From: Michael Walle <michael-QKn5cuLxLXY@public.gmane.org>
To: Vladimir Oltean <olteanv-Re5JQEeQqe8AvxtiuMwx3w@public.gmane.org>
Cc: Mark Brown <broonie-DgEjT+Ai2ygdnm+yROfE0A@public.gmane.org>,
linux-spi-u79uwXL29TY76Z2rM5mHXA@public.gmane.org,
lkml <linux-kernel-u79uwXL29TY76Z2rM5mHXA@public.gmane.org>,
Shawn Guo <shawnguo-DgEjT+Ai2ygdnm+yROfE0A@public.gmane.org>,
Rob Herring <robh+dt-DgEjT+Ai2ygdnm+yROfE0A@public.gmane.org>,
Mark Rutland <mark.rutland-5wv7dgnIgG8@public.gmane.org>,
devicetree-u79uwXL29TY76Z2rM5mHXA@public.gmane.org,
Esben Haabendal <eha-/iRVSOupHO4@public.gmane.org>,
angelo-BIYBQhTR83Y@public.gmane.org,
andrew.smirnov-Re5JQEeQqe8AvxtiuMwx3w@public.gmane.org,
"Gustavo A. R. Silva"
<gustavo-L1vi/lXTdts+Va1GwOuvDg@public.gmane.org>,
Wei Chen <weic-DDmLM1+adcrQT0dZR+AlfA@public.gmane.org>,
Mohamed Hosny <mhosny-DDmLM1+adcrQT0dZR+AlfA@public.gmane.org>,
peng.ma-3arQi8VN3Tc@public.gmane.org
Subject: Re: [PATCH v3 0/7] NXP DSPI bugfixes and support for LS1028A
Date: Fri, 13 Mar 2020 17:53:24 +0100 [thread overview]
Message-ID: <4b77ccec9d0de0615985ebf60db9cf67@walle.cc> (raw)

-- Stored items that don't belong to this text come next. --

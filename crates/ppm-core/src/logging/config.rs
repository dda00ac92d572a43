//! Logging configuration for `ppm`.
//!
//! Diagnostics always go to stderr; stdout carries records only. Sources,
//! lowest precedence first: `RUST_LOG` directives, `PPM_LOG`,
//! `PPM_LOG_FORMAT`, then the `-v`/`-q` and `--log-format` flags. A plain
//! level from `PPM_LOG` or a flag replaces any `RUST_LOG` directives.

use serde::{Deserialize, Serialize};

/// Environment variable selecting the log level.
pub const ENV_LOG_LEVEL: &str = "PPM_LOG";
/// Environment variable selecting the log format.
pub const ENV_LOG_FORMAT: &str = "PPM_LOG_FORMAT";
/// Per-target directives, used only when no level is given otherwise.
pub const ENV_RUST_LOG: &str = "RUST_LOG";

/// How events are rendered on stderr.
#[derive(Debug, Clone, Copy, PartialEq, Eq, Default, Serialize, Deserialize)]
#[serde(rename_all = "lowercase")]
pub enum LogFormat {
    /// Compact lines for someone watching a run.
    #[default]
    Human,
    /// One JSON object per event with `run_id`, `stage` and `event` fields.
    Jsonl,
}

impl LogFormat {
    pub fn as_str(self) -> &'static str {
        match self {
            LogFormat::Human => "human",
            LogFormat::Jsonl => "jsonl",
        }
    }
}

impl std::str::FromStr for LogFormat {
    type Err = String;

    fn from_str(s: &str) -> Result<Self, Self::Err> {
        match s.to_lowercase().as_str() {
            "human" | "pretty" => Ok(LogFormat::Human),
            "jsonl" | "json" => Ok(LogFormat::Jsonl),
            _ => Err(format!("unknown log format '{s}' (expected human or jsonl)")),
        }
    }
}

impl std::fmt::Display for LogFormat {
    fn fmt(&self, f: &mut std::fmt::Formatter<'_>) -> std::fmt::Result {
        f.write_str(self.as_str())
    }
}

/// Minimum severity of emitted events.
///
/// At `info` a batch run reports config loading, run start and finish, and
/// the written output. At `warn` only skipped cases and cancellation remain.
/// `debug` adds one event per finished case.
#[derive(Debug, Clone, Copy, PartialEq, Eq, Default, Serialize, Deserialize)]
#[serde(rename_all = "lowercase")]
pub enum LogLevel {
    Trace,
    Debug,
    #[default]
    Info,
    Warn,
    Error,
    Off,
}

impl LogLevel {
    /// Level implied by the `-q` and `-v` flags; `None` leaves the
    /// environment in charge.
    pub fn from_verbosity(quiet: bool, verbose: u8) -> Option<Self> {
        match (quiet, verbose) {
            (true, _) => Some(LogLevel::Error),
            (false, 0) => None,
            (false, 1) => Some(LogLevel::Debug),
            (false, _) => Some(LogLevel::Trace),
        }
    }

    pub fn as_str(self) -> &'static str {
        match self {
            LogLevel::Trace => "trace",
            LogLevel::Debug => "debug",
            LogLevel::Info => "info",
            LogLevel::Warn => "warn",
            LogLevel::Error => "error",
            LogLevel::Off => "off",
        }
    }
}

impl std::str::FromStr for LogLevel {
    type Err = String;

    fn from_str(s: &str) -> Result<Self, Self::Err> {
        match s.to_lowercase().as_str() {
            "trace" => Ok(LogLevel::Trace),
            "debug" => Ok(LogLevel::Debug),
            "info" => Ok(LogLevel::Info),
            "warn" | "warning" => Ok(LogLevel::Warn),
            "error" => Ok(LogLevel::Error),
            "off" | "quiet" => Ok(LogLevel::Off),
            _ => Err(format!("unknown log level '{s}'")),
        }
    }
}

impl std::fmt::Display for LogLevel {
    fn fmt(&self, f: &mut std::fmt::Formatter<'_>) -> std::fmt::Result {
        f.write_str(self.as_str())
    }
}

impl From<LogLevel> for tracing_subscriber::filter::LevelFilter {
    fn from(level: LogLevel) -> Self {
        use tracing_subscriber::filter::LevelFilter;
        match level {
            LogLevel::Trace => LevelFilter::TRACE,
            LogLevel::Debug => LevelFilter::DEBUG,
            LogLevel::Info => LevelFilter::INFO,
            LogLevel::Warn => LevelFilter::WARN,
            LogLevel::Error => LevelFilter::ERROR,
            LogLevel::Off => LevelFilter::OFF,
        }
    }
}

#[derive(Debug, Clone, Default, PartialEq, Eq)]
pub struct LogConfig {
    pub format: LogFormat,
    pub level: LogLevel,
    /// `RUST_LOG` directives; set only when they decide the filter.
    pub directives: Option<String>,
}

impl LogConfig {
    /// Resolve from the process environment and CLI overrides.
    pub fn from_env(cli_level: Option<LogLevel>, cli_format: Option<LogFormat>) -> Self {
        Self::resolve(|name| std::env::var(name).ok(), cli_level, cli_format)
    }

    /// Resolve with `env` standing in for the process environment.
    /// Unparseable values are ignored.
    pub fn resolve<F>(env: F, cli_level: Option<LogLevel>, cli_format: Option<LogFormat>) -> Self
    where
        F: Fn(&str) -> Option<String>,
    {
        let env_level = env(ENV_LOG_LEVEL).and_then(|v| v.parse::<LogLevel>().ok());
        let env_format = env(ENV_LOG_FORMAT).and_then(|v| v.parse::<LogFormat>().ok());

        let (level, directives) = match cli_level.or(env_level) {
            Some(level) => (level, None),
            None => (
                LogLevel::default(),
                env(ENV_RUST_LOG).filter(|d| !d.trim().is_empty()),
            ),
        };

        LogConfig {
            format: cli_format.or(env_format).unwrap_or_default(),
            level,
            directives,
        }
    }

    pub fn with_level(mut self, level: LogLevel) -> Self {
        self.level = level;
        self.directives = None;
        self
    }
}

#[cfg(test)]
mod tests {
    use super::*;
    use std::collections::HashMap;

    fn env(vars: &[(&str, &str)]) -> impl Fn(&str) -> Option<String> {
        let vars: HashMap<String, String> = vars
            .iter()
            .map(|(k, v)| (k.to_string(), v.to_string()))
            .collect();
        move |name| vars.get(name).cloned()
    }

    #[test]
    fn test_log_format_parse() {
        assert_eq!("human".parse::<LogFormat>().unwrap(), LogFormat::Human);
        assert_eq!("JSON".parse::<LogFormat>().unwrap(), LogFormat::Jsonl);
        let err = "xml".parse::<LogFormat>().unwrap_err();
        assert!(err.contains("human or jsonl"));
    }

    #[test]
    fn test_log_level_parse() {
        assert_eq!("warning".parse::<LogLevel>().unwrap(), LogLevel::Warn);
        assert_eq!("quiet".parse::<LogLevel>().unwrap(), LogLevel::Off);
        assert!("loud".parse::<LogLevel>().is_err());
        assert_eq!(LogLevel::Debug.to_string(), "debug");
    }

    #[test]
    fn test_verbosity_flags() {
        assert_eq!(LogLevel::from_verbosity(false, 0), None);
        assert_eq!(LogLevel::from_verbosity(false, 1), Some(LogLevel::Debug));
        assert_eq!(LogLevel::from_verbosity(false, 3), Some(LogLevel::Trace));
        assert_eq!(LogLevel::from_verbosity(true, 2), Some(LogLevel::Error));
    }

    #[test]
    fn test_empty_environment_gives_defaults() {
        assert_eq!(LogConfig::resolve(env(&[]), None, None), LogConfig::default());
    }

    #[test]
    fn test_rust_log_used_only_without_a_level() {
        let vars = [("RUST_LOG", "ppm_core=debug")];
        let config = LogConfig::resolve(env(&vars), None, None);
        assert_eq!(config.directives.as_deref(), Some("ppm_core=debug"));

        let vars = [("RUST_LOG", "ppm_core=debug"), ("PPM_LOG", "warn")];
        let config = LogConfig::resolve(env(&vars), None, None);
        assert_eq!(config.level, LogLevel::Warn);
        assert!(config.directives.is_none());

        let config = LogConfig::resolve(env(&vars), Some(LogLevel::Error), None);
        assert_eq!(config.level, LogLevel::Error);
        assert!(config.directives.is_none());
    }

    #[test]
    fn test_cli_format_beats_environment() {
        let vars = [("PPM_LOG_FORMAT", "jsonl"), ("PPM_LOG", "nonsense")];
        let config = LogConfig::resolve(env(&vars), None, None);
        assert_eq!(config.format, LogFormat::Jsonl);
        assert_eq!(config.level, LogLevel::Info);

        let config = LogConfig::resolve(env(&vars), None, Some(LogFormat::Human));
        assert_eq!(config.format, LogFormat::Human);
    }
}
//! Predictive process monitoring common types, IDs, and errors.
//!
//! This crate provides foundational types shared across the ppm crates:
//! - Case and run identity types
//! - Schema versioning
//! - The unified error taxonomy with structured output
//! - Output formats

pub mod error;
pub mod id;
pub mod output;
pub mod schema;

pub use error::{
    format_batch_human, format_error_human, BatchError, BatchResult, Error, ErrorCategory, Result,
    StructuredError,
};
pub use id::{CaseId, RunId};
pub use output::OutputFormat;
pub use schema::SCHEMA_VERSION;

In-Reply-To: <CA+h21hqk+pVrGgHx4iTshfE3i4WF7VANPfMf2ykPFpL3=ragag-JsoAwUIsXosN+BqQ9rBEUg@public.gmane.org>
Am 2020-03-13 17:37, schrieb Vladimir Oltean:
> Hi Michael,
>
> On Fri, 13 Mar 2020 at 18:07, Michael Walle <michael-QKn5cuLxLXY@public.gmane.org> wrote:
>>
>> Am 2020-03-10 16:22, schrieb Michael Walle:
>> > Hi Vladimir,
>> >
>> > Am 2020-03-10 15:56, schrieb Vladimir Oltean:
>> >>> (2) Also, reading the flash, every second time there is
>> >>> (reproducibly)
>> >>> an
>> >>> IO error:
>> >>>
>> >>> # hexdump -C /dev/mtd0
>> >>> 00000000 68 75 68 75 0a ff ff ff ff ff ff ff ff ff ff ff
>> >>> |huhu............|
>> >>> 00000010 ff ff ff ff ff ff ff ff ff ff ff ff ff ff ff ff
>> >>> |................|
>> >>> *
>> >>> 01000000
>> >>> # hexdump -C /dev/mtd0
>> >>> 00000000 68 75 68 75 0a ff ff ff ff ff ff ff ff ff ff ff
>> >>> |huhu............|
>> >>> 00000010 ff ff ff ff ff ff ff ff ff ff ff ff ff ff ff ff
>> >>> |................|
>> >>> *
>> >>> hexdump: /dev/mtd0: Input/output error
>> >>> 00dc0000
>> >>> # hexdump -C /dev/mtd0
>> >>> 00000000 68 75 68 75 0a ff ff ff ff ff ff ff ff ff ff ff
>> >>> |huhu............|
>> >>> 00000010 ff ff ff ff ff ff ff ff ff ff ff ff ff ff ff ff
>> >>> |................|
>> >>> *
>> >>> 01000000
>> >>> # hexdump -C /dev/mtd0
>> >>> 00000000 68 75 68 75 0a ff ff ff ff ff ff ff ff ff ff ff
>> >>> |huhu............|
>> >>> 00000010 ff ff ff ff ff ff ff ff ff ff ff ff ff ff ff ff
>> >>> |................|
>> >>> *
>> >>> hexdump: /dev/mtd0: Input/output error
>> >>> 00e6a000
>> >>>
>> >>
>> >> Just to be clear, issue 2 is seen only after you abort another
>> >> transaction, right?
>> >
>> > No, just normal uninterrupted reading. Just tried it right after
>> > reboot. Doesn't seem to be every second time though, just random
>> > which makes me wonder if that is another problem now. Also the
>> > last successful reading is random.
>>
>>
>> Ok I guess I know what the root cause is. This is an extract of
>> the current code:
>>
>> > static int dspi_transfer_one_message(struct spi_controller *ctlr,
>> > struct spi_message *message)
>> > {
>> > ..
>> > /* Kick off the interrupt train */
>> > dspi_fifo_write(dspi);
>> >
>> > status = wait_event_interruptible(dspi->waitq,
>> > dspi->waitflags);
>> > dspi->waitflags = 0;
>> > ..
>> > }
>> >
>> > static int dspi_rxtx(struct fsl_dspi *dspi)
>> > {
>> > dspi_fifo_read(dspi);
>> >
>> > if (!dspi->len)
>> > /* Success! */
>> > return 0;
>> >
>> > dspi_fifo_write(dspi);
>> >
>> > return -EINPROGRESS;
>> > }
>>
>> dspi_rxtx() is used in the ISR. Both dspi_fifo_write() and dspi_rxtx()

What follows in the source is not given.